When you see people play dominoes, on the other hand, it is a highly emotional game. If any Latino neighborhood in New York, dominoes is played there with slamming of tiles, verbal sparring, bragging and bluffing... An actor from Puerto Rico Luis Guzman has described the domino table as "an arena where the very dramas of life play out: love, hatred, revenge". In an interview to San Francisco Chronicle, Guzman said ""I know best friends who stopped talking to each other for years because of one game. After 10 years, one would still be saying, 'Man, why'd he play that one when he knew the other guy was holding the 6-3?', I know a guy who jumped out a second-story window and broke both legs after losing a domino game."

Other than from Phil Hellmuth, you would hardly see any passion from poker players. And Phil Hellmuth will probably be more likely to throw someone out of the window than to jump out by himself...

On April 28th, 2007, a professional dominoes player Travis Newsome, also known as the "Zen master" and the "Wizard of OZ" walked away with the Professional Domino Association's Championship. Travis Newsome who frequently plays dominoes at GameColony, beat Charles Smith in the finals. Travis Newsome is the leader of "The Dominators" domino team that includes Jerome Wooten, Nate Tsegay and Mark Jackson -- also frequent GameColony players. "We will continue to DOMINATE the league and "SLAM" anyone in our way,"

Said Travis Newsome after his victory in PDA dominoes finals. Online dominos at is very popular among professional domino players. GameColony offers popular dominoes games such as Draw, Block and Five-Up -- they can all be played online. At you can easily find a dominoes opponent online day or night, at all different skill levels, in a variety of types of competition. Free games are available as well as various tournaments for cash prizes.

Jay King, Commissioner of PDA and dominoes champ said: "It is entirely possible that dominoes can become as popular as poker at least as far as TV appeal goes. Poker players tend to hide their emotions so as their opponents will not be able to read them, while domino players tend to be animated, colorful, talkative and downright funny which makes for great TV."

Dominoes is a game where skill factor (as opposed to luck) is predominant. Especially in the longer run, skilled dominoes players will win far more often. The skill factor further increases with the games for higher number of points. When you play dominos, you do not really "gamble". According to the statutes of most US states, gambling is defined as: "risking something of value upon the outcome of a contest of chance". Playing dominoes for money is, thus, a "competitive entertainment" rather than "gambling". Skill plays a predominant role in the majority of hands in dominoes and, especially over the long run, the more skilled player is destined to win more cash prizes!

Below -- PDA's Jay King and a professional dominoes player George Bush promoting at Chicago PDA Tour -- June, 2006.
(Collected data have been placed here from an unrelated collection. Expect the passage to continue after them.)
//! Localized response texts.
//!
//! Every login response message is looked up by outcome kind so that the
//! wording can vary by locale without touching the handler's control flow.
//! The Arabic texts are the ones clients of the original deployment expect,
//! reproduced byte for byte.

/// Supported message locales.
#[derive(Debug, Clone, Copy, PartialEq, Eq)]
pub enum Locale {
    English,
    Arabic,
}

impl Locale {
    /// Parse a locale tag as found in configuration (`en`, `ar`).
    pub fn parse(tag: &str) -> Option<Self> {
        match tag {
            "en" => Some(Self::English),
            "ar" => Some(Self::Arabic),
            _ => None,
        }
    }
}

impl Default for Locale {
    fn default() -> Self {
        Self::English
    }
}

/// The four observable outcomes of a login attempt.
#[derive(Debug, Clone, Copy, PartialEq, Eq)]
pub enum LoginOutcome {
    MissingCredentials,
    UnknownUsername,
    WrongPassword,
    Succeeded,
}

/// Outcome-keyed message lookup for a fixed locale.
#[derive(Debug, Clone, Copy)]
pub struct MessageCatalog {
    locale: Locale,
}

impl MessageCatalog {
    pub fn new(locale: Locale) -> Self {
        Self { locale }
    }

    pub fn locale(&self) -> Locale {
        self.locale
    }

    pub fn text(&self, outcome: LoginOutcome) -> &'static str {
        match (self.locale, outcome) {
            (Locale::English, LoginOutcome::MissingCredentials) => {
                "username and password are required"
            }
            (Locale::English, LoginOutcome::UnknownUsername) => "invalid username",
            (Locale::English, LoginOutcome::WrongPassword) => "incorrect password",
            (Locale::English, LoginOutcome::Succeeded) => "login succeeded",
            (Locale::Arabic, LoginOutcome::MissingCredentials) => {
                "اسم المستخدم وكلمة المرور مطلوبان"
            }
            (Locale::Arabic, LoginOutcome::UnknownUsername) => "اسم المستخدم غير صحيح",
            (Locale::Arabic, LoginOutcome::WrongPassword) => "كلمة المرور غير صحيحة",
            (Locale::Arabic, LoginOutcome::Succeeded) => "تم تسجيل الدخول بنجاح",
        }
    }
}

impl Default for MessageCatalog {
    fn default() -> Self {
        Self::new(Locale::default())
    }
}
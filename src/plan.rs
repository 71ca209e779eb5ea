//! Comment synthesis and edit planning.
//!
//! For every method-level route annotation the planner builds one comment
//! line per (verb, path) pair and schedules the run of previously generated
//! comments directly above the annotation for deletion. All line numbers in
//! a plan refer to the document as it was read.

use std::cmp::Reverse;
use std::collections::{BTreeMap, BTreeSet};
use std::ops::Range;

use serde::{Deserialize, Serialize};

use crate::annotation::{class_base_path, AnnotationOccurrence, AnnotationScanner};
use crate::document::{insertion_ending, render_lines, Document, Line};
use crate::params::{extract_parameters, signature_span, MethodParameters};
use crate::url::compose_url;

/// Line prefixes (after trimming) that mark a generated comment.
pub const GENERATED_PREFIXES: [&str; 5] =
    ["// GET ", "// POST ", "// PUT ", "// DELETE ", "// REQUEST "];

/// One (verb, URL) pair derived from an annotation.
#[derive(Debug, Clone, PartialEq, Eq, Serialize, Deserialize)]
pub struct ResolvedEndpoint {
    pub http_verb: String,
    pub full_url: String,
}

impl ResolvedEndpoint {
    /// The generated comment for this endpoint, indented like the annotation.
    pub fn comment(&self, indent: &str) -> String {
        let line = format!("{indent}// {} {}", self.http_verb, self.full_url);
        line.trim_end().to_string()
    }
}

/// A resolved endpoint together with the 0-based line of its annotation.
#[derive(Debug, Clone, PartialEq, Eq, Serialize)]
pub struct ListedEndpoint {
    pub line: usize,
    #[serde(flatten)]
    pub endpoint: ResolvedEndpoint,
}

/// A line-level edit against the original document.
#[derive(Debug, Clone, PartialEq, Eq, Serialize, Deserialize)]
#[serde(tag = "kind", rename_all = "lowercase")]
pub enum EditOperation {
    /// Remove the half-open range of lines.
    Delete { lines: Range<usize> },
    /// Insert `text` (one or more `\n`-separated lines) before `line`.
    Insert { line: usize, text: String },
}

impl EditOperation {
    /// Highest original line this operation touches.
    fn anchor(&self) -> usize {
        match self {
            EditOperation::Delete { lines } => lines.end.saturating_sub(1),
            EditOperation::Insert { line, .. } => *line,
        }
    }

    fn rank(&self) -> u8 {
        match self {
            EditOperation::Delete { .. } => 0,
            EditOperation::Insert { .. } => 1,
        }
    }
}

/// Everything planned for one annotation occurrence.
#[derive(Debug, Clone, Serialize, Deserialize)]
pub struct EndpointBlock {
    pub occurrence: AnnotationOccurrence,

    /// 0-based line of the annotation.
    pub line: usize,

    /// Leading whitespace of the annotation line.
    pub indent: String,

    /// Verb-major, then path order.
    pub endpoints: Vec<ResolvedEndpoint>,

    /// Previously generated comment lines directly above the annotation.
    pub stale: Range<usize>,
}

impl EndpointBlock {
    pub fn comment_lines(&self) -> Vec<String> {
        self.endpoints
            .iter()
            .map(|endpoint| endpoint.comment(&self.indent))
            .collect()
    }
}

/// The edit plan of one document.
#[derive(Debug, Clone, Default, Serialize, Deserialize)]
pub struct EditPlan {
    pub blocks: Vec<EndpointBlock>,
}

impl EditPlan {
    pub fn is_empty(&self) -> bool {
        self.blocks.is_empty()
    }

    pub fn endpoint_count(&self) -> usize {
        self.blocks.iter().map(|b| b.endpoints.len()).sum()
    }

    /// Every resolved endpoint, in document order.
    pub fn endpoints(&self) -> Vec<ListedEndpoint> {
        self.blocks
            .iter()
            .flat_map(|block| {
                block.endpoints.iter().map(|endpoint| ListedEndpoint {
                    line: block.line,
                    endpoint: endpoint.clone(),
                })
            })
            .collect()
    }

    /// Scheduled deletions and insertions, in no particular order.
    ///
    /// Overlapping stale runs are merged and blocks anchored on the same line
    /// share one insertion, so no line is deleted or targeted twice.
    pub fn operations(&self) -> Vec<EditOperation> {
        let stale: BTreeSet<usize> = self.blocks.iter().flat_map(|b| b.stale.clone()).collect();

        let mut inserts: BTreeMap<usize, Vec<String>> = BTreeMap::new();
        for block in &self.blocks {
            let lines = block.comment_lines();
            if !lines.is_empty() {
                inserts.entry(block.line).or_default().extend(lines);
            }
        }

        let mut operations: Vec<EditOperation> = contiguous_ranges(&stale)
            .into_iter()
            .map(|lines| EditOperation::Delete { lines })
            .collect();
        operations.extend(inserts.into_iter().map(|(line, lines)| EditOperation::Insert {
            line,
            text: lines.join("\n"),
        }));
        operations
    }

    /// [`EditPlan::operations`] in application order: highest line first,
    /// and a deletion before an insertion at the same line. Applied one at a
    /// time in this order, every line number stays valid.
    pub fn ordered_operations(&self) -> Vec<EditOperation> {
        let mut operations = self.operations();
        operations.sort_by_key(|op| (Reverse(op.anchor()), op.rank()));
        operations
    }

    /// Render the document with this plan applied.
    pub fn apply(&self, doc: &Document) -> String {
        render_edited(doc, &self.ordered_operations())
    }
}

fn contiguous_ranges(lines: &BTreeSet<usize>) -> Vec<Range<usize>> {
    let mut ranges: Vec<Range<usize>> = Vec::new();
    for &line in lines {
        match ranges.last_mut() {
            Some(range) if range.end == line => range.end += 1,
            _ => ranges.push(line..line + 1),
        }
    }
    ranges
}

/// Whether `operations` follow the bottom-to-top application order of
/// [`EditPlan::ordered_operations`].
pub fn is_application_ordered(operations: &[EditOperation]) -> bool {
    operations.windows(2).all(|pair| {
        let (prev, next) = (&pair[0], &pair[1]);
        prev.anchor() > next.anchor()
            || (prev.anchor() == next.anchor() && prev.rank() <= next.rank())
    })
}

/// Apply operations in the given order to a line buffer. Positions past the
/// end of the buffer are clamped. Inserted lines take the ending of the line
/// they land before.
pub fn apply_operations(lines: &mut Vec<Line>, operations: &[EditOperation]) {
    for operation in operations {
        match operation {
            EditOperation::Delete { lines: range } => {
                let end = range.end.min(lines.len());
                let start = range.start.min(end);
                lines.drain(start..end);
            }
            EditOperation::Insert { line, text } => {
                let at = (*line).min(lines.len());
                let ending = insertion_ending(
                    lines.get(at).map(|l| l.ending),
                    at.checked_sub(1).map(|p| lines[p].ending),
                );
                let mut inserted: Vec<Line> =
                    text.split('\n').map(|t| Line::new(t, ending)).collect();
                if at == lines.len() {
                    if let Some(last) = lines.last_mut() {
                        last.ending = ending;
                    }
                    if let Some(tail) = inserted.last_mut() {
                        tail.ending = "";
                    }
                }
                lines.splice(at..at, inserted);
            }
        }
    }
}

/// Render `doc` with `operations` applied in the given order.
pub fn render_edited(doc: &Document, operations: &[EditOperation]) -> String {
    let mut lines = doc.source_lines();
    apply_operations(&mut lines, operations);
    render_lines(&lines)
}

/// Whether a line is a comment this tool generated.
pub fn is_generated_comment(line: &str) -> bool {
    let trimmed = line.trim();
    GENERATED_PREFIXES
        .iter()
        .any(|prefix| trimmed.starts_with(prefix) || trimmed == prefix.trim_end())
}

/// The unbroken run of generated comment lines directly above `line`.
pub fn stale_run_above<S: AsRef<str>>(lines: &[S], line: usize) -> Range<usize> {
    let line = line.min(lines.len());
    let mut start = line;
    while start > 0 && is_generated_comment(lines[start - 1].as_ref()) {
        start -= 1;
    }
    start..line
}

/// Endpoints of one occurrence: verbs outer, paths inner.
pub fn resolve_endpoints(
    occurrence: &AnnotationOccurrence,
    base_url: &str,
    base_path: &str,
    params: &MethodParameters,
) -> Vec<ResolvedEndpoint> {
    let paths = occurrence.paths();
    occurrence
        .verbs()
        .into_iter()
        .flat_map(|verb| {
            paths.iter().map(move |path| ResolvedEndpoint {
                http_verb: verb.clone(),
                full_url: compose_url(base_url, base_path, path, params),
            })
        })
        .collect()
}

/// Plan the comment rewrite of a document from a single snapshot.
pub fn plan_document(doc: &Document, base_url: &str) -> EditPlan {
    let base_path = class_base_path(doc.text());

    let blocks = AnnotationScanner::new(doc.text())
        .map(|occurrence| {
            let line = doc.offset_to_line(occurrence.source_offset);
            let indent: String = doc
                .line_text(line)
                .unwrap_or_default()
                .chars()
                .take_while(|c| c.is_whitespace())
                .collect();
            let params = extract_parameters(&signature_span(doc.lines(), line));
            let endpoints = resolve_endpoints(&occurrence, base_url, &base_path, &params);

            EndpointBlock {
                stale: stale_run_above(doc.lines(), line),
                occurrence,
                line,
                indent,
                endpoints,
            }
        })
        .collect();

    EditPlan { blocks }
}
George Bush was PDA's Player of the Month for July, 2006. Below is the PDA write-up introducing George Bush:

"George Bush entered the Professional Domino Association with questions about his name "George W. Bush". The attention soon turned from George's name to his game which initially was not going well.

The unique thing about this George Bush, however, is that when his back was against the wall ...he reached out to help other people and together with Richard Harris (#11 in the world) has quietly donated his time to going to children's hospitals in every city that the PDA Tour travels.

George says, "Going to visit these children & playing dominoes with them allows me to spend time playing with the real champions, THE CHILDREN! I have children of my own and that's the support that I would want if my kids were in their position.?

Needless to say, Mr. Bush has been a very proactive member of The PDA and a model human being. Oh, by the way: HE FINALLY GOT INTO THE MONEY ROUNDS! This weekend in Atlanta, George placed 4th and took home $2500.00. He is ranked # 15 in the world and plans to be all over the money in the 2006 PDA Tournament of Champions in Las Vegas on August 25th & 26th.